Even if they are sincere about suddenly wanting to offer us more powers - which I don't think they are - does anyone really think they'll pass these powers through the House of Commons reliant on the votes of 500+ English and Welsh MPs, when polling shows English voters are overwhelmingly in favour of Scotland being 'punished' in the event of a no vote? 

After a no vote and after any further threat of independence has been removed, I don't see what could possibly move these politicians to hand over more power to the Scots: rather, they'll look to take powers away and slash the Barnett Formula once and for all.

LEFT-WING POLITICS
I'm an unashamed leftie. Left-wing politics are drowned out in Westminster, with the Tories moving more and more to the right, and Labour following them in pursuit of middle England votes. With UKIP now on the scene, the situation can only get worse, with more anti-immigration and anti-EU politicians surely fighting their way into the House of Commons in 2015.

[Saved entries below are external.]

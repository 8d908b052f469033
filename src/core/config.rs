//! Configuration for the controlled executor and its collaborators.

use serde::{Deserialize, Serialize};
use std::path::Path;
use std::time::Duration;

use super::errors::{ControlError, Result};

/// Configuration for controlled DAG execution
#[derive(Debug, Clone, PartialEq, Serialize, Deserialize)]
#[serde(default)]
pub struct ExecutorConfig {
    /// Maximum number of tasks of one layer running at the same time
    pub max_parallelism: usize,
    /// How long a decision gate waits for a command before aborting
    pub gate_timeout_secs: u64,
    /// Optional per-task timeout applied when joining a layer
    pub task_timeout_secs: Option<u64>,
    /// Capacity of the event broadcast buffer
    pub event_capacity: usize,
    /// Adaptive threshold tuning
    pub thresholds: ThresholdConfig,
    /// Checkpoint retention
    pub checkpoint: CheckpointConfig,
}

impl Default for ExecutorConfig {
    fn default() -> Self {
        Self {
            max_parallelism: 3,
            gate_timeout_secs: 300,
            task_timeout_secs: None,
            event_capacity: 1024,
            thresholds: ThresholdConfig::default(),
            checkpoint: CheckpointConfig::default(),
        }
    }
}

/// Tuning of the adaptive threshold controller
#[derive(Debug, Clone, PartialEq, Serialize, Deserialize)]
#[serde(default)]
pub struct ThresholdConfig {
    pub initial_explicit_threshold: f64,
    pub initial_suggestion_threshold: f64,
    pub min_threshold: f64,
    pub max_threshold: f64,
    pub learning_rate: f64,
    /// Maximum number of records retained
    pub history_size: usize,
    /// Number of most recent records analyzed per adjustment
    pub analysis_window: usize,
    /// An adjustment is attempted every `adjustment_interval` records
    pub adjustment_interval: usize,
    pub false_positive_trigger: f64,
    pub false_negative_trigger: f64,
}

impl Default for ThresholdConfig {
    fn default() -> Self {
        Self {
            initial_explicit_threshold: 0.50,
            initial_suggestion_threshold: 0.70,
            min_threshold: 0.40,
            max_threshold: 0.90,
            learning_rate: 0.05,
            history_size: 50,
            analysis_window: 20,
            adjustment_interval: 10,
            false_positive_trigger: 0.20,
            false_negative_trigger: 0.30,
        }
    }
}

/// Checkpoint retention settings
#[derive(Debug, Clone, PartialEq, Serialize, Deserialize)]
#[serde(default)]
pub struct CheckpointConfig {
    /// Checkpoints older than this are eligible for cleanup
    pub ttl_secs: u64,
    /// How often the janitor sweeps expired checkpoints
    pub cleanup_interval_secs: u64,
    /// zstd level used for persisted records
    pub compression_level: i32,
}

impl Default for CheckpointConfig {
    fn default() -> Self {
        Self {
            ttl_secs: 3600,
            cleanup_interval_secs: 300,
            compression_level: 3,
        }
    }
}

impl ExecutorConfig {
    pub fn gate_timeout(&self) -> Duration {
        Duration::from_secs(self.gate_timeout_secs)
    }

    pub fn task_timeout(&self) -> Option<Duration> {
        self.task_timeout_secs.map(Duration::from_secs)
    }

    /// Validates configuration values
    pub fn validate(&self) -> Result<()> {
        if self.max_parallelism == 0 {
            return Err(ControlError::Config(
                "max_parallelism must be greater than 0".into(),
            ));
        }
        if self.gate_timeout_secs == 0 {
            return Err(ControlError::Config(
                "gate_timeout_secs must be greater than 0".into(),
            ));
        }
        if self.gate_timeout_secs > 86400 {
            return Err(ControlError::Config(
                "gate_timeout_secs cannot exceed 24 hours".into(),
            ));
        }
        if let Some(0) = self.task_timeout_secs {
            return Err(ControlError::Config(
                "task_timeout_secs must be greater than 0".into(),
            ));
        }
        if self.event_capacity == 0 {
            return Err(ControlError::Config(
                "event_capacity must be greater than 0".into(),
            ));
        }
        self.thresholds.validate()?;
        self.checkpoint.validate()
    }

    /// Merges two configurations, with `override_with` taking precedence
    /// wherever it differs from the defaults.
    pub fn merge(base: &Self, override_with: &Self) -> Result<Self> {
        let defaults = Self::default();
        let pick = |b: usize, o: usize, d: usize| if o != d { o } else { b };

        let merged = Self {
            max_parallelism: pick(
                base.max_parallelism,
                override_with.max_parallelism,
                defaults.max_parallelism,
            ),
            gate_timeout_secs: if override_with.gate_timeout_secs != defaults.gate_timeout_secs {
                override_with.gate_timeout_secs
            } else {
                base.gate_timeout_secs
            },
            task_timeout_secs: override_with.task_timeout_secs.or(base.task_timeout_secs),
            event_capacity: pick(
                base.event_capacity,
                override_with.event_capacity,
                defaults.event_capacity,
            ),
            thresholds: if override_with.thresholds != defaults.thresholds {
                override_with.thresholds.clone()
            } else {
                base.thresholds.clone()
            },
            checkpoint: if override_with.checkpoint != defaults.checkpoint {
                override_with.checkpoint.clone()
            } else {
                base.checkpoint.clone()
            },
        };

        merged.validate()?;
        Ok(merged)
    }

    /// Parses and validates a YAML configuration document
    pub fn from_yaml_str(yaml: &str) -> Result<Self> {
        let config: Self = serde_yaml::from_str(yaml)?;
        config.validate()?;
        Ok(config)
    }

    /// Loads a configuration file
    pub fn load_yaml_file(path: impl AsRef<Path>) -> Result<Self> {
        let content = std::fs::read_to_string(path.as_ref())?;
        Self::from_yaml_str(&content)
    }
}

impl ThresholdConfig {
    pub fn validate(&self) -> Result<()> {
        let in_unit = |v: f64| (0.0..=1.0).contains(&v);
        if !in_unit(self.min_threshold) || !in_unit(self.max_threshold) {
            return Err(ControlError::Config(
                "threshold bounds must lie within [0, 1]".into(),
            ));
        }
        if self.min_threshold > self.max_threshold {
            return Err(ControlError::Config(
                "min_threshold cannot exceed max_threshold".into(),
            ));
        }
        for (name, value) in [
            ("initial_explicit_threshold", self.initial_explicit_threshold),
            ("initial_suggestion_threshold", self.initial_suggestion_threshold),
        ] {
            if value < self.min_threshold || value > self.max_threshold {
                return Err(ControlError::Config(format!(
                    "{} must lie within [{}, {}]",
                    name, self.min_threshold, self.max_threshold
                )));
            }
        }
        if self.learning_rate <= 0.0 || self.learning_rate > 1.0 {
            return Err(ControlError::Config(
                "learning_rate must lie within (0, 1]".into(),
            ));
        }
        if self.analysis_window == 0 || self.analysis_window > self.history_size {
            return Err(ControlError::Config(
                "analysis_window must be non-zero and fit in history_size".into(),
            ));
        }
        if self.adjustment_interval == 0 {
            return Err(ControlError::Config(
                "adjustment_interval must be greater than 0".into(),
            ));
        }
        Ok(())
    }
}

/// Ten years
pub const MAX_CHECKPOINT_TTL_SECS: u64 = 10 * 365 * 24 * 60 * 60;

impl CheckpointConfig {
    pub fn ttl(&self) -> Duration {
        Duration::from_secs(self.ttl_secs)
    }

    pub fn cleanup_interval(&self) -> Duration {
        Duration::from_secs(self.cleanup_interval_secs)
    }

    pub fn validate(&self) -> Result<()> {
        if self.ttl_secs == 0 {
            return Err(ControlError::Config("ttl_secs must be greater than 0".into()));
        }
        if self.ttl_secs > MAX_CHECKPOINT_TTL_SECS {
            return Err(ControlError::Config(format!(
                "ttl_secs must not exceed {}",
                MAX_CHECKPOINT_TTL_SECS
            )));
        }
        if self.cleanup_interval_secs == 0 {
            return Err(ControlError::Config(
                "cleanup_interval_secs must be greater than 0".into(),
            ));
        }
        if !(1..=22).contains(&self.compression_level) {
            return Err(ControlError::Config(
                "compression_level must lie within 1..=22".into(),
            ));
        }
        Ok(())
    }
}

In an independent Scotland, the right wing will still exist with a revitalised Scottish Conserviative party. Clearly there are still people in Scotland who share UKIP's concerns: 10% of Scottish voters opted for them in the European elections. But, importantly, there will be balance. Scottish Labour can return to their roots, no longer shackled to their diametrically-opposed southern counterparts. With their founding goal achieved, the SNP might factionalise, giving Scots even more political choices, not forgetting the share of votes for the Greens and various socialist parties.

If that's not something that appeals to you more than a UK general election with choices like David Cameron, Boris Johnson, Nick Clegg, Ed Milliband and Nigel Farage, there's something wrong. And that's only in the short-term: looking at the bigger picture, we have the chance to rid ourselves of the private school elite and the unelected House of Lords once and for all. Not just swerving the awful ballot paper on offer in 2015, but every one after, with politicians cut from the same cloth as Cameron et al imposed on us again and again. 

A NEW, EXCITING, WEALTHY COUNTRY
While the UK government has squandered the golden opportunity that North Sea oil promised - using oil and gas receipts to pay for mass unemployment, tax cuts and government spending - we could follow Norway's example and set up a 'rainy day' oil fund. Theirs is currently worth around £450 billion!

The UK is on its way to being the most unequal society in the Western world. It has lost its AAA rating. Austerity measures are set to continue, with 450,000 jobs to go next year, and the pinch of benefits cuts and the bedroom tax still being felt across the nation.

This is our chance to break away from all of that. 

The Financial Times believes that an independent Scotland would be one of the wealthiest countries in the world. In fact, we would be the wealthiest country ever to become independent - no nation breaking away has ever had a better start than the chance we have on offer.

With the oil resources we're already drilling for - not forgetting massive new fields discovered off Shetland, and exploration to discover just how much oil lies off the south of Arran - Scotland has an economy on which to build a wealthy, new, independent nation. Throw in a whisky industry with exports worth £4.2 billion, a food and drink industry worth £10 billion, tourism which generates over £5 billion and 200,000 jobs, the Scottish construction industry worth around £21.4 billion annually and agricultural output worth £2.7 billion, it's clear that the Scottish economy is ripe for independence.

The OECD reckons we would be the 14th wealthiest nation in the world - ahead of close to 200 other nations - so it's beyond doubt that we would survive on our own. We would flourish.